20) Ora e entre o mais, esse Colendo Tribunal também não deixa de reconhecer de forma expressa que as filhas da alimentanda que estão a cumprir a sua obrigação alimentícia, diga-se, de forma voluntária, estão a sofrer na sua esfera patrimonial esse mesmo prejuízo (igual penalização àquela que sofre o progenitor convivente) – vide página 26 do Acórdão;

21) Mais flagrantemente: o Douto Aresto acaba por reconhecer que a questão em apreciação poderia originar a responsabilidade civil do Estado português, em sede própria, por omissão legislativa, vide página 26 do Acórdão;

22) Para, depois, com todo o respeito, mas de forma incompreensível, contraditoriamente decidir pela improcedência do recurso, por julgar pela inexistência de lacuna em sentido próprio.

23) Assim e concluindo, quer porque o Colendo Supremo Tribunal de Justiça é quem adita, efetivamente, todos os argumentos que relevam para que se alcance a existência de uma lacuna que importa integrar [numa questão que ultrapassa os meros interesses das partes e tem reflexos em toda a sociedade (porventura na maioria dessa sociedade)], quer porque é ostensiva, com todo o máximo respeito devido, a existência de manifesta contradição entre fundamentação e decisão (ou seja o raciocínio lógico – cuja clareza se aplaude – expendido por esse Colendo Tribunal, imporiam diversa conclusão) e, finalmente, mas não menos importante, porque sempre haveria que respeitar o comando ínsito no artigo 8.º, n.º 1 do CC de acordo com o qual o tribunal não pode abster-se de julgar, invocando a falta ou obscuridade da lei ou alegando dúvida insanável acerca dos factos em litígio, o Douto Acórdão encontra-se fatalmente atingido pelo vício previsto no artigo 615.º, n.º 1, alínea c), do CPC, o qual aqui expressamente se argui.

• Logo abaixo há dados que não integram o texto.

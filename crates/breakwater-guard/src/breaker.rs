//! Circuit breaker state machine for failure-prone dependencies.
//!
//! Tracks rolling success/failure counts per service and fails fast while
//! the dependency is unhealthy, probing recovery with a limited number of
//! trial calls.
//!
//! # State machine
//!
//! ```text
//!  ┌────────────┐  failure ratio ≥ threshold   ┌──────────┐
//!  │   CLOSED   │ ───────────────────────────▶ │   OPEN   │◀─┐
//!  │ (counting) │   (and requests ≥ minimum)   │(fail fast)│  │ any trial
//!  └────────────┘                              └──────────┘  │ failure
//!        ▲                                          │        │
//!        │ max_requests trial successes     timeout │        │
//!        │                                          ▼        │
//!        │                                  ┌────────────┐   │
//!        └───────────────────────────────── │ HALF-OPEN  │ ──┘
//!                                           │ (probing)  │
//!                                           └────────────┘
//! ```
//!
//! Admission and result recording are separate steps: the breaker's lock
//! serializes only state reads and writes, never the wrapped call itself.

use std::{
    sync::Arc,
    time::{Duration, Instant},
};

use breakwater_core::Clock;
use serde::{Deserialize, Serialize};
use tokio::sync::Mutex;

use crate::{
    error::{GuardError, Result},
    metrics::MetricsSink,
};

/// Circuit breaker configuration for one service.
#[derive(Debug, Clone, PartialEq, Serialize, Deserialize)]
pub struct BreakerConfig {
    /// Trial calls admitted while Half-Open; also the success count
    /// required to close.
    pub max_requests: u32,
    /// Minimum requests in the rolling window before the failure ratio is
    /// considered.
    pub min_requests: u32,
    /// Failure ratio (0.0 to 1.0) that opens the circuit.
    pub failure_threshold: f64,
    /// Length of the rolling window for Closed-state counters.
    pub interval: Duration,
    /// Time to wait in Open before admitting trial calls.
    pub timeout: Duration,
}

impl Default for BreakerConfig {
    fn default() -> Self {
        Self {
            max_requests: 3,
            min_requests: 5,
            failure_threshold: 0.6,
            interval: Duration::from_secs(10),
            timeout: Duration::from_secs(30),
        }
    }
}

/// Current state of a circuit breaker.
#[derive(Debug, Clone, Copy, PartialEq, Eq, Serialize, Deserialize)]
#[serde(rename_all = "snake_case")]
pub enum BreakerState {
    /// Normal operation; all calls admitted, counters tracked.
    Closed,
    /// Dependency unhealthy; calls rejected without running.
    Open,
    /// Probing recovery with a limited number of trial calls.
    HalfOpen,
}

impl std::fmt::Display for BreakerState {
    fn fmt(&self, f: &mut std::fmt::Formatter<'_>) -> std::fmt::Result {
        match self {
            Self::Closed => write!(f, "closed"),
            Self::Open => write!(f, "open"),
            Self::HalfOpen => write!(f, "half_open"),
        }
    }
}

impl BreakerState {
    /// Gauge encoding reported to the metrics sink.
    fn gauge_value(self) -> f64 {
        match self {
            Self::Closed => 0.0,
            Self::Open => 1.0,
            Self::HalfOpen => 2.0,
        }
    }
}

/// Point-in-time view of one breaker's state, for stats and tests.
#[derive(Debug, Clone, Serialize)]
pub struct BreakerSnapshot {
    /// Current state.
    pub state: BreakerState,
    /// Requests recorded in the current window.
    pub requests: u32,
    /// Failures recorded in the current window.
    pub total_failures: u32,
    /// Failure ratio over the current window.
    pub failure_rate: f64,
    /// Trial calls admitted in the current Half-Open phase.
    pub half_open_requests: u32,
    /// How long the circuit has been open, if it is.
    pub open_for_ms: Option<u64>,
}

#[derive(Debug)]
struct Window {
    state: BreakerState,
    requests: u32,
    total_failures: u32,
    window_started_at: Instant,
    opened_at: Option<Instant>,
    half_open_requests: u32,
    half_open_successes: u32,
}

impl Window {
    fn failure_rate(&self) -> f64 {
        if self.requests == 0 {
            0.0
        } else {
            f64::from(self.total_failures) / f64::from(self.requests)
        }
    }
}

/// Failure-aware gate in front of one external service.
///
/// Owned by a registry entry and shared across all concurrent callers of
/// that service. All state lives behind a single internal lock; the
/// wrapped call runs outside it.
#[derive(Debug)]
pub struct CircuitBreaker {
    name: String,
    config: BreakerConfig,
    clock: Arc<dyn Clock>,
    metrics: Arc<dyn MetricsSink>,
    window: Mutex<Window>,
}

impl CircuitBreaker {
    /// Creates a closed breaker for the named service.
    pub fn new(
        name: impl Into<String>,
        config: BreakerConfig,
        clock: Arc<dyn Clock>,
        metrics: Arc<dyn MetricsSink>,
    ) -> Self {
        let window = Window {
            state: BreakerState::Closed,
            requests: 0,
            total_failures: 0,
            window_started_at: clock.now(),
            opened_at: None,
            half_open_requests: 0,
            half_open_successes: 0,
        };

        Self { name: name.into(), config, clock, metrics, window: Mutex::new(window) }
    }

    /// Decides whether a call may proceed.
    ///
    /// An Open circuit whose timeout has elapsed moves to Half-Open before
    /// admitting the call as the first trial. Half-Open admits at most
    /// `max_requests` trials; further calls are rejected until the probe
    /// phase resolves.
    ///
    /// # Errors
    ///
    /// Returns `GuardError::CircuitOpen` when the call must not run.
    pub async fn try_acquire(&self) -> Result<()> {
        let mut window = self.window.lock().await;
        let now = self.clock.now();
        self.roll_window(&mut window, now);

        match window.state {
            BreakerState::Closed => Ok(()),
            BreakerState::Open => {
                let timeout_elapsed = window
                    .opened_at
                    .map_or(true, |opened| now.duration_since(opened) >= self.config.timeout);

                if timeout_elapsed {
                    self.transition_to_half_open(&mut window);
                    window.half_open_requests = 1;
                    Ok(())
                } else {
                    Err(GuardError::circuit_open(&self.name))
                }
            },
            BreakerState::HalfOpen => {
                if window.half_open_requests < self.config.max_requests {
                    window.half_open_requests += 1;
                    Ok(())
                } else {
                    Err(GuardError::circuit_open(&self.name))
                }
            },
        }
    }

    /// Records the outcome of an admitted call.
    ///
    /// In Closed state this feeds the rolling window and may open the
    /// circuit. In Half-Open a single failure reopens it, resetting the
    /// timeout countdown from that failure's timestamp; `max_requests`
    /// consecutive successes close it and reset all counters.
    pub async fn record(&self, success: bool) {
        let mut window = self.window.lock().await;
        let now = self.clock.now();
        self.roll_window(&mut window, now);

        window.requests += 1;
        if !success {
            window.total_failures += 1;
        }

        match window.state {
            BreakerState::Closed => {
                if !success && self.should_open(&window) {
                    self.transition_to_open(&mut window, now);
                }
            },
            // A call admitted before the circuit opened may report late;
            // its result no longer changes state.
            BreakerState::Open => {},
            BreakerState::HalfOpen => {
                if success {
                    window.half_open_successes += 1;
                    if window.half_open_successes >= self.config.max_requests {
                        self.transition_to_closed(&mut window, now);
                    }
                } else {
                    self.transition_to_open(&mut window, now);
                }
            },
        }
    }

    /// Returns the current state without side effects.
    pub async fn state(&self) -> BreakerState {
        self.window.lock().await.state
    }

    /// Returns a point-in-time snapshot for stats and tests.
    pub async fn snapshot(&self) -> BreakerSnapshot {
        let window = self.window.lock().await;
        let now = self.clock.now();

        BreakerSnapshot {
            state: window.state,
            requests: window.requests,
            total_failures: window.total_failures,
            failure_rate: window.failure_rate(),
            half_open_requests: window.half_open_requests,
            open_for_ms: window.opened_at.map(|opened| {
                u64::try_from(now.duration_since(opened).as_millis()).unwrap_or(u64::MAX)
            }),
        }
    }

    /// Resets Closed-state counters when the rolling interval has passed.
    fn roll_window(&self, window: &mut Window, now: Instant) {
        if window.state == BreakerState::Closed
            && now.duration_since(window.window_started_at) >= self.config.interval
        {
            window.requests = 0;
            window.total_failures = 0;
            window.window_started_at = now;
        }
    }

    fn should_open(&self, window: &Window) -> bool {
        window.requests >= self.config.min_requests
            && window.failure_rate() >= self.config.failure_threshold
    }

    fn transition_to_open(&self, window: &mut Window, now: Instant) {
        tracing::warn!(
            service = %self.name,
            failures = window.total_failures,
            rate = window.failure_rate(),
            "circuit breaker opening"
        );

        window.state = BreakerState::Open;
        window.opened_at = Some(now);
        window.half_open_requests = 0;
        window.half_open_successes = 0;
        self.emit_state(window.state);
    }

    fn transition_to_half_open(&self, window: &mut Window) {
        tracing::info!(service = %self.name, "circuit breaker transitioning to half-open");

        window.state = BreakerState::HalfOpen;
        window.half_open_requests = 0;
        window.half_open_successes = 0;
        self.emit_state(window.state);
    }

    fn transition_to_closed(&self, window: &mut Window, now: Instant) {
        tracing::info!(service = %self.name, "circuit breaker closing, service recovered");

        window.state = BreakerState::Closed;
        window.requests = 0;
        window.total_failures = 0;
        window.window_started_at = now;
        window.opened_at = None;
        window.half_open_requests = 0;
        window.half_open_successes = 0;
        self.emit_state(window.state);
    }

    fn emit_state(&self, state: BreakerState) {
        self.metrics.gauge(
            "circuit_breaker_state",
            state.gauge_value(),
            &[("service", self.name.as_str())],
        );
    }
}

24) Nulidade que deverá ser sanada, o que se requer, a final, concluindo-se pela existência de uma lacuna em sentido próprio que deverá ser integrada nos termos já aventados em sede de alegações de recurso, para onde expressamente se remete.».

Pugnam as Recorridas pela não verificação da invocada nulidade do acórdão.

Cumpre apreciar e decidir.


2. Invocam as Recorrentes padecer o acórdão de nulidade por contradição entre a fundamentação e a decisão (art. 615.º, n.º 1, alínea c), primeira parte, do Código de Processo Civil), alegando essencialmente que, em sede de fundamentação, o acórdão reconhece a existência de uma lacuna normativa para a final, decidir pelo não preenchimento da mesma.

Vejamos se assim é, retomando a fundamentação do acórdão, na parte relevante:

«Defendem as AA. que se verifica uma lacuna de regime jurídico, a integrar através da aplicação analógica do disposto nos arts. 1905.º, n.º 2, do Código Civil e 989.º, n.º 3, do Código de Processo Civil, o que permitiria a demanda dos obrigados à prestação de alimentos por parte de terceiro, in casu, pelas AA..

Na lição de Baptista Machado (Introdução ao Direito e ao Discurso Legitimador, Almedina, Coimbra, 1987, pág. 194):

 «A lacuna é sempre uma incompletude, uma falta ou uma falha. (…) uma incompletude relativamente a algo que propende para a completude. Diz-se, pois, que uma lacuna é uma “incompletude contrária a um plano”. (…) // (...) Existirá uma lacuna quando a lei (dentro dos limites de uma interpretação ainda possível) e o direito consuetudinário não contêm uma regulamentação exigida ou postulada pela ordem jurídica global, - ou melhor: não contêm a resposta a uma questão jurídica.».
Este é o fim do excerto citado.